##### DATA EXTRACT

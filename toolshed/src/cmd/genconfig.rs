use anyhow::anyhow;
use toolshed_util::status::Status;

use super::Command;
use crate::cli;
use crate::config;
use crate::{FailureExt, ToolshedError};

impl Command for cli::GenConfig {
    fn run(self, _: &config::Toolshed) -> Result<Status, ToolshedError> {
        if !self.force && self.config_file.exists() {
            return Err(ToolshedError::Hard(anyhow!(
                "config file {:?} already exists",
                self.config_file
            )));
        }

        config::Toolshed::example_config()
            .store(&self.config_file)
            .or_hard()?;
        log::info!("wrote example configuration to {:?}", self.config_file);
        Ok(Status::Success)
    }
}
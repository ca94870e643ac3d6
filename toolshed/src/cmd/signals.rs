//! `toolshed errno` and `toolshed signo`

use toolshed_util::scan::parse_long;
use toolshed_util::status::Status;

use super::Command;
use crate::cli;
use crate::config::Toolshed;
use crate::describe::{describe_errno, describe_signal};
use crate::ToolshedError;

fn parse_number(s: &str, usage: &'static str) -> Result<i32, ToolshedError> {
    parse_long(s)
        .and_then(|n| i32::try_from(n).ok())
        .ok_or_else(|| ToolshedError::usage(format!("not a number: {s}"), usage))
}

impl Command for cli::Errno {
    fn run(self, _: &Toolshed) -> Result<Status, ToolshedError> {
        let code = parse_number(&self.code, "Usage: toolshed errno <CODE>")?;
        println!("{}", describe_errno(code));
        Ok(Status::Success)
    }
}

impl Command for cli::Signo {
    fn run(self, _: &Toolshed) -> Result<Status, ToolshedError> {
        let signo = parse_number(&self.number, "Usage: toolshed signo <NUMBER>")?;
        println!("{}", describe_signal(signo));
        Ok(Status::Success)
    }
}
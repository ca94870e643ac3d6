use std::io::{self, BufWriter, Read};

use anyhow::{anyhow, Context};
use log::debug;
use toolshed_util::file::fopen_r;
use toolshed_util::status::Status;

use super::Command;
use crate::cli;
use crate::config::Toolshed;
use crate::xor::{xor_stream, Xor};
use crate::{FailureExt, ToolshedError};

/// Key used when neither a key string nor a key file is given
const DEFAULT_KEY: &[u8] = &[0xff];

impl cli::Xorit {
    fn key(&self) -> Result<Vec<u8>, ToolshedError> {
        if let Some(key) = &self.key {
            return Ok(key.as_bytes().to_vec());
        }
        let Some(path) = &self.key_file else {
            return Ok(DEFAULT_KEY.to_vec());
        };

        let mut key = Vec::new();
        fopen_r(path)
            .and_then(|mut f| f.read_to_end(&mut key))
            .with_context(|| format!("cannot read key file {path:?}"))
            .or_soft()?;
        Ok(key)
    }
}

impl Command for cli::Xorit {
    fn run(self, _: &Toolshed) -> Result<Status, ToolshedError> {
        let key = self.key()?;
        let mut xor = Xor::new(&key)
            .ok_or_else(|| ToolshedError::Hard(anyhow!("the key must be at least one byte long")))?;
        debug!("xoring with a key of {} bytes", key.len());

        let out = BufWriter::new(io::stdout().lock());
        let counts = xor_stream(io::stdin().lock(), out, &mut xor)
            .context("cannot xor standard input")
            .or_soft()?;

        if self.verbose {
            eprintln!(
                "key length {}, {} bytes read, {} bytes written",
                key.len(),
                counts.read,
                counts.written
            );
        }
        Ok(Status::Success)
    }
}
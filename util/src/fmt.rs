//! `printf(3)` compatible number formatting

use std::fmt::{self, Display, Formatter};

/// Display helper formatting a double like `printf("%.*g", precision, value)`
///
/// Uses the shortest of fixed and scientific notation for the given number of
/// significant digits and removes trailing zeros.
///
/// ```
/// use toolshed_util::fmt::PrintfG;
///
/// assert_eq!(PrintfG(4.0, 15).to_string(), "4");
/// assert_eq!(PrintfG(-3.25, 15).to_string(), "-3.25");
/// assert_eq!(PrintfG(0.1, 15).to_string(), "0.1");
/// assert_eq!(PrintfG(0.1, 17).to_string(), "0.10000000000000001");
/// assert_eq!(PrintfG(1e100, 15).to_string(), "1e+100");
/// assert_eq!(PrintfG(0.0001, 15).to_string(), "0.0001");
/// assert_eq!(PrintfG(0.00001, 15).to_string(), "1e-05");
/// assert_eq!(PrintfG(f64::NEG_INFINITY, 15).to_string(), "-inf");
/// ```
#[derive(Debug, Clone, Copy, PartialEq)]
pub struct PrintfG(pub f64, pub usize);

impl Display for PrintfG {
    fn fmt(&self, f: &mut Formatter<'_>) -> fmt::Result {
        let PrintfG(value, precision) = *self;
        let sign = if value.is_sign_negative() { "-" } else { "" };

        if value.is_nan() {
            return write!(f, "{sign}nan");
        }
        if value.is_infinite() {
            return write!(f, "{sign}inf");
        }
        if value == 0.0 {
            return write!(f, "{sign}0");
        }

        // A precision of zero is taken as one
        let precision = precision.max(1);

        // The decimal exponent after rounding decides the notation
        let scientific = format!("{:.*e}", precision - 1, value);
        let Some((mantissa, exponent)) = scientific.split_once('e') else {
            return f.write_str(&scientific);
        };
        let exponent: i64 = exponent.parse().map_err(|_| fmt::Error)?;

        if exponent < -4 || exponent >= precision as i64 {
            let mantissa = strip_fraction_zeros(mantissa);
            let exp_sign = if exponent < 0 { '-' } else { '+' };
            write!(f, "{mantissa}e{exp_sign}{:02}", exponent.unsigned_abs())
        } else {
            let decimals = (precision as i64 - 1 - exponent) as usize;
            let fixed = format!("{value:.decimals$}");
            f.write_str(strip_fraction_zeros(&fixed))
        }
    }
}

/// Shorthand for `PrintfG(value, precision).to_string()`
pub fn format_g(value: f64, precision: usize) -> String {
    PrintfG(value, precision).to_string()
}

/// Remove trailing zeros of a fraction and a dangling decimal point
fn strip_fraction_zeros(s: &str) -> &str {
    match s.contains('.') {
        true => s.trim_end_matches('0').trim_end_matches('.'),
        false => s,
    }
}
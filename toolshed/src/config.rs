//! Configuration readable from a config file.
//!
//! All settings are optional; a missing file section means built-in
//! defaults. Command line arguments always take precedence over the file.
//!
//! ```toml
//! [eol]
//! style = "dos"
//!
//! [mkpwd]
//! pattern = "4z-4z-4z"
//! count = 3
//!
//! [mkpwd.alphabets]
//! h = "0123456789abcdef"
//! ```

use std::collections::BTreeMap;
use std::fs;
use std::io::Write;
use std::path::{Path, PathBuf};

use anyhow::{ensure, Context};
use serde::{Deserialize, Serialize};
use toolshed_util::file::{fopen_w, Visibility};

use crate::eol::EolStyle;
use crate::pwd::Alphabets;

#[derive(Debug, Default, Clone, PartialEq, Eq, Serialize, Deserialize)]
#[serde(deny_unknown_fields)]
pub struct Toolshed {
    /// Settings of `toolshed eol`
    #[serde(default)]
    pub eol: EolConfig,

    /// Settings of `toolshed mkpwd`
    #[serde(default)]
    pub mkpwd: MkpwdConfig,

    /// Where the configuration was loaded from
    #[serde(skip)]
    pub config_file_path: PathBuf,
}

#[derive(Debug, Default, Clone, PartialEq, Eq, Serialize, Deserialize)]
#[serde(deny_unknown_fields)]
pub struct EolConfig {
    /// Line end written when no style flag is given
    #[serde(default)]
    pub style: EolStyle,
}

#[derive(Debug, Default, Clone, PartialEq, Eq, Serialize, Deserialize)]
#[serde(deny_unknown_fields)]
pub struct MkpwdConfig {
    /// Password pattern used when none is given on the command line
    #[serde(default, skip_serializing_if = "Option::is_none")]
    pub pattern: Option<String>,

    /// How many passwords to generate
    #[serde(default, skip_serializing_if = "Option::is_none")]
    pub count: Option<usize>,

    /// Additional or replaced alphabets, by their letter
    #[serde(default, skip_serializing_if = "BTreeMap::is_empty")]
    pub alphabets: BTreeMap<String, String>,
}

impl Toolshed {
    /// Load a config file from a file path
    ///
    /// No validation is conducted.
    pub fn load<P: AsRef<Path>>(p: P) -> anyhow::Result<Self> {
        let text = fs::read_to_string(&p)
            .with_context(|| format!("could not read config file {:?}", p.as_ref()))?;
        let mut config: Self = toml::from_str(&text)
            .with_context(|| format!("could not parse config file {:?}", p.as_ref()))?;
        config.config_file_path = p.as_ref().to_owned();
        Ok(config)
    }

    /// Write the configuration to a file
    pub fn store<P: AsRef<Path>>(&self, p: P) -> anyhow::Result<()> {
        let serialized = toml::to_string_pretty(&self)?;
        let mut f = fopen_w(&p, Visibility::Public)
            .with_context(|| format!("could not write config file {:?}", p.as_ref()))?;
        f.write_all(serialized.as_bytes())?;
        Ok(())
    }

    /// Check the values that serde cannot check
    pub fn validate(&self) -> anyhow::Result<()> {
        if let Some(count) = self.mkpwd.count {
            ensure!(count > 0, "mkpwd.count must be at least 1");
        }
        self.mkpwd.alphabets()?;
        Ok(())
    }

    /// A configuration showing off all options
    pub fn example_config() -> Self {
        let mut alphabets = BTreeMap::new();
        alphabets.insert("h".to_owned(), "0123456789abcdef".to_owned());
        alphabets.insert("s".to_owned(), "!#$%&*+-=?@^_".to_owned());

        Self {
            eol: EolConfig {
                style: EolStyle::Unix,
            },
            mkpwd: MkpwdConfig {
                pattern: Some("4z-4z-4z".to_owned()),
                count: Some(1),
                alphabets,
            },
            config_file_path: PathBuf::new(),
        }
    }
}

impl MkpwdConfig {
    /// The default alphabets, amended by the configured ones
    pub fn alphabets(&self) -> anyhow::Result<Alphabets> {
        let mut alphabets = Alphabets::default();
        for (name, chars) in self.alphabets.iter() {
            let mut letters = name.chars();
            let letter = match (letters.next(), letters.next()) {
                (Some(letter), None) => letter,
                _ => anyhow::bail!("alphabet names are single letters, not {name:?}"),
            };
            alphabets.set(letter, chars)?;
        }
        Ok(alphabets)
    }
}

##########

- THE TASK -
In the data above, find each line that uses the string "written". Copy it.

- EXPECTED OUTPUT -
                "key length {}, {} bytes read, {} bytes written",
                counts.written
    /// Line end written when no style flag is given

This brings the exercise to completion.